[Start of section]
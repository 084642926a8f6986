//! Handler de sistema `importer`: registra un artifact externo preexistente.
//!
//! El nodo declara por parámetros el tipo y la URI del dato externo. El
//! handler publica un artifact `Live` apuntando a esa URI bajo la clave
//! `result`, sin ejecutar nada. Con `reimport = 0` (default) una URI ya
//! importada por el mismo nodo se reutiliza en lugar de duplicarse.

use std::collections::BTreeMap;

use log::info;
use serde_json::json;

use orch_core::{Artifact, Execution, ExecutorResult, LaunchError, MetadataHandle, MetadataStore,
                NodeSpec, PipelineInfo, PropertyValue, RuntimeSpec, SystemNodeHandler};

use super::str_param;

pub const IMPORT_OUTPUT_KEY: &str = "result";

/// Sin estado propio: la conexión de metadatos llega en cada `run`.
#[derive(Default)]
pub struct ImporterHandler;

impl ImporterHandler {
    pub fn new() -> Self {
        Self
    }
}

impl<M: MetadataStore> SystemNodeHandler<M> for ImporterHandler {
    fn run(&self,
           metadata: &MetadataHandle<M>,
           node: &NodeSpec,
           _pipeline: &PipelineInfo,
           _runtime: &RuntimeSpec)
           -> Result<Option<Execution>, LaunchError> {
        let artifact_type = str_param(node, "artifact_type")?;
        let uri = str_param(node, "uri")?;
        let reimport = matches!(node.parameters.get("reimport"), Some(PropertyValue::Int(i)) if *i != 0);

        metadata.with(|m| {
            let contexts = m.prepare_contexts(&node.contexts)?;
            let execution =
                m.register_execution(&node.type_name, &contexts, &BTreeMap::new(), &node.parameters)?;

            let existing = if reimport {
                None
            } else {
                m.live_artifacts(&node.id, IMPORT_OUTPUT_KEY)?
                 .into_iter()
                 .rev()
                 .find(|a| a.uri == uri)
            };

            match existing {
                Some(found) => {
                    info!("importer '{}' reusing artifact {:?} for {}", node.id, found.id, uri);
                    let outputs = BTreeMap::from([(IMPORT_OUTPUT_KEY.to_string(), vec![found])]);
                    m.publish_cached_execution(execution.id, &contexts, &outputs)?;
                }
                None => {
                    info!("importer '{}' importing {} as {}", node.id, uri, artifact_type);
                    let artifact = Artifact::pending(&artifact_type,
                                                     &uri,
                                                     json!({
                                                         "producer_node": node.id,
                                                         "output_key": IMPORT_OUTPUT_KEY,
                                                     }));
                    let outputs = BTreeMap::from([(IMPORT_OUTPUT_KEY.to_string(), vec![artifact])]);
                    m.publish_succeeded_execution(execution.id, &contexts, &outputs, &ExecutorResult::ok())?;
                }
            }
            m.execution(execution.id)
        })
    }
}
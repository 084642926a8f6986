//! Driver `property_override`: inyección declarativa de propiedades.
//!
//! Payload: `{"properties": {"clave": valor, ..}}`. Cada valor reemplaza por
//! completo la propiedad homónima antes de la decisión de cache, de modo que
//! dos lanzamientos con overrides distintos nunca comparten bucket.

use std::collections::BTreeMap;

use serde::Deserialize;
use serde_json::Value;

use orch_core::{DriverOperator, DriverOutput, DriverRegistry, ExecutionInfo, LaunchError,
                PropertyValue};

#[derive(Debug, Clone, Deserialize)]
struct OverridePayload {
    properties: BTreeMap<String, Value>,
}

struct PropertyOverrideDriver {
    overrides: BTreeMap<String, PropertyValue>,
}

impl DriverOperator for PropertyOverrideDriver {
    fn run_driver(&self, _info: &ExecutionInfo) -> Result<DriverOutput, LaunchError> {
        Ok(DriverOutput { output_artifacts: BTreeMap::new(),
                          exec_properties: self.overrides.clone() })
    }
}

fn value_to_property(key: &str, value: &Value) -> Result<PropertyValue, LaunchError> {
    match value {
        Value::String(s) => Ok(PropertyValue::Str(s.clone())),
        Value::Number(n) if n.is_i64() => Ok(PropertyValue::Int(n.as_i64().unwrap_or_default())),
        Value::Number(n) => Ok(PropertyValue::Float(n.as_f64().unwrap_or_default())),
        Value::Array(items) => {
            let converted = items.iter()
                                 .map(|v| value_to_property(key, v))
                                 .collect::<Result<Vec<_>, _>>()?;
            Ok(PropertyValue::List(converted))
        }
        other => Err(LaunchError::Driver(format!("property '{key}' has unsupported value: {other}"))),
    }
}

/// Registra la factory del discriminador `property_override`.
pub fn register_property_override_driver(registry: &mut DriverRegistry) {
    registry.register("property_override", |spec| {
                let payload: OverridePayload =
                    serde_json::from_value(spec.payload.clone())
                        .map_err(|e| LaunchError::UnknownDriver(format!("property_override payload: {e}")))?;
                let overrides = payload.properties
                                       .iter()
                                       .map(|(k, v)| value_to_property(k, v).map(|p| (k.clone(), p)))
                                       .collect::<Result<BTreeMap<_, _>, _>>()?;
                Ok(Box::new(PropertyOverrideDriver { overrides }) as Box<dyn DriverOperator>)
            });
}
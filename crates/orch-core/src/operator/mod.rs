//! Contratos polimórficos de operators y sus registries.
//!
//! Dispatch por discriminador: el `kind` del `ExecutableSpec` selecciona una
//! factory en el registry correspondiente (el nombre de tipo del nodo, en el
//! caso de los handlers de sistema). Sin jerarquías de herencia: trait
//! objects con tags explícitos en el spec del nodo.

pub mod driver;
pub mod executor;
pub mod system;

pub use driver::{DriverOperator, DriverRegistry, NoOpDriver};
pub use executor::{ExecutorOperator, ExecutorRegistry};
pub use system::{SystemHandlerRegistry, SystemNodeHandler};
//! Contrato del store de metadatos (ejecuciones, artifacts, contextos).
//!
//! El store es transaccional por llamada: cada operación de publish debe ser
//! atómica respecto de lectores posteriores (ningún downstream puede observar
//! una ejecución a medio publicar). El launcher sólo acota el scope de
//! conexión; la consistencia interna es responsabilidad del store.

use std::collections::BTreeMap;

use serde::{Deserialize, Serialize};

use crate::errors::LaunchError;
use crate::model::{Artifact, ContextSpec, Execution, ExecutorResult, PropertyValue};

/// Referencia a un contexto materializado en el store.
#[derive(Debug, Clone, PartialEq, Serialize, Deserialize)]
pub struct ContextRef {
    pub id: i64,
    pub type_name: String,
    pub name: String,
}

pub trait MetadataStore {
    /// Materializa (o recupera) los contextos del nodo. Idempotente: seguro
    /// de repetir entre reintentos del mismo lanzamiento.
    fn prepare_contexts(&mut self, specs: &[ContextSpec]) -> Result<Vec<ContextRef>, LaunchError>;

    /// Crea el registro de ejecución enlazando contextos, inputs y
    /// parámetros. Exactamente una vez por intento, siempre antes de
    /// cualquier consulta de cache.
    fn register_execution(&mut self,
                          type_name: &str,
                          contexts: &[ContextRef],
                          inputs: &BTreeMap<String, Vec<Artifact>>,
                          properties: &BTreeMap<String, PropertyValue>)
                          -> Result<Execution, LaunchError>;

    /// Contexto de cache asociado a un fingerprint (get-or-create).
    fn cache_context(&mut self, fingerprint: &str) -> Result<ContextRef, LaunchError>;

    /// Outputs sellados registrados contra ese contexto de cache, si los hay.
    fn cached_outputs(&self, cache_context: &ContextRef) -> Result<Option<BTreeMap<String, Vec<Artifact>>>, LaunchError>;

    /// Marca la ejecución como satisfecha por cache, asociándole los outputs
    /// reutilizados. No sella nada: los artifacts ya son `Live`.
    fn publish_cached_execution(&mut self,
                                execution_id: i64,
                                contexts: &[ContextRef],
                                outputs: &BTreeMap<String, Vec<Artifact>>)
                                -> Result<(), LaunchError>;

    /// Publica éxito: sella los outputs (`Live` + fingerprint), registra el
    /// resultado estructurado y transiciona la ejecución a `Succeeded`.
    /// Devuelve los artifacts ya sellados.
    fn publish_succeeded_execution(&mut self,
                                   execution_id: i64,
                                   contexts: &[ContextRef],
                                   outputs: &BTreeMap<String, Vec<Artifact>>,
                                   result: &ExecutorResult)
                                   -> Result<BTreeMap<String, Vec<Artifact>>, LaunchError>;

    /// Publica fallo, registrando el resultado estructurado disponible.
    fn publish_failed_execution(&mut self,
                                execution_id: i64,
                                contexts: &[ContextRef],
                                result: Option<&ExecutorResult>)
                                -> Result<(), LaunchError>;

    /// Artifacts `Live` producidos por `producer_node` bajo `output_key`
    /// (resolución de inputs).
    fn live_artifacts(&self, producer_node: &str, output_key: &str) -> Result<Vec<Artifact>, LaunchError>;

    /// Lectura puntual de una ejecución registrada.
    fn execution(&self, id: i64) -> Result<Option<Execution>, LaunchError>;
}
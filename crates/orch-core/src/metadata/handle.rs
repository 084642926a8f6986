//! Adquisición con scope de la conexión de metadatos.
//!
//! Disciplina del recurso compartido (un store, N launchers):
//! - Cada grupo lógico de operaciones corre dentro de un único `with(..)`.
//! - El lock se libera entre grupos, de modo que un driver externo que tenga
//!   su propio handle clonado nunca puede deadlockear contra el launcher.
//! - Un hilo jamás mantiene dos scopes abiertos a la vez (el closure recibe
//!   el guard por `&mut`, no puede re-entrar en `with`).

use std::sync::{Arc, Mutex};

use crate::errors::LaunchError;

use super::store::MetadataStore;

/// Handle clonable y compartible a un `MetadataStore`.
#[derive(Debug)]
pub struct MetadataHandle<M> {
    inner: Arc<Mutex<M>>,
}

impl<M> Clone for MetadataHandle<M> {
    fn clone(&self) -> Self {
        Self { inner: Arc::clone(&self.inner) }
    }
}

impl<M: MetadataStore> MetadataHandle<M> {
    pub fn new(store: M) -> Self {
        Self { inner: Arc::new(Mutex::new(store)) }
    }

    /// Ejecuta `f` con la conexión adquirida; la libera al retornar.
    pub fn with<R>(&self, f: impl FnOnce(&mut M) -> Result<R, LaunchError>) -> Result<R, LaunchError> {
        let mut guard = self.inner
                            .lock()
                            .map_err(|_| LaunchError::Metadata("metadata connection poisoned".to_string()))?;
        f(&mut guard)
    }
}
//! Módulo de hashing y canonicalización JSON.

pub mod canonical_json;
pub mod hash;

pub use canonical_json::to_canonical_json;
pub use hash::{hash_str, hash_value};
[End of section]
- **HOW TO COMPLETE THIS TASK**: Give back, unchanged, the run of lines in the listing above that begins at the line containing "spec del nodo." and ends at the line containing "fn prepare_contexts(&mut self, specs: &[ContextSpec])", both included.

- **TASK SOLUTION**:
//! objects con tags explícitos en el spec del nodo.

pub mod driver;
pub mod executor;
pub mod system;

pub use driver::{DriverOperator, DriverRegistry, NoOpDriver};
pub use executor::{ExecutorOperator, ExecutorRegistry};
pub use system::{SystemHandlerRegistry, SystemNodeHandler};
//! Contrato del store de metadatos (ejecuciones, artifacts, contextos).
//!
//! El store es transaccional por llamada: cada operación de publish debe ser
//! atómica respecto de lectores posteriores (ningún downstream puede observar
//! una ejecución a medio publicar). El launcher sólo acota el scope de
//! conexión; la consistencia interna es responsabilidad del store.

use std::collections::BTreeMap;

use serde::{Deserialize, Serialize};

use crate::errors::LaunchError;
use crate::model::{Artifact, ContextSpec, Execution, ExecutorResult, PropertyValue};

/// Referencia a un contexto materializado en el store.
#[derive(Debug, Clone, PartialEq, Serialize, Deserialize)]
pub struct ContextRef {
    pub id: i64,
    pub type_name: String,
    pub name: String,
}

pub trait MetadataStore {
    /// Materializa (o recupera) los contextos del nodo. Idempotente: seguro
    /// de repetir entre reintentos del mismo lanzamiento.
    fn prepare_contexts(&mut self, specs: &[ContextSpec]) -> Result<Vec<ContextRef>, LaunchError>;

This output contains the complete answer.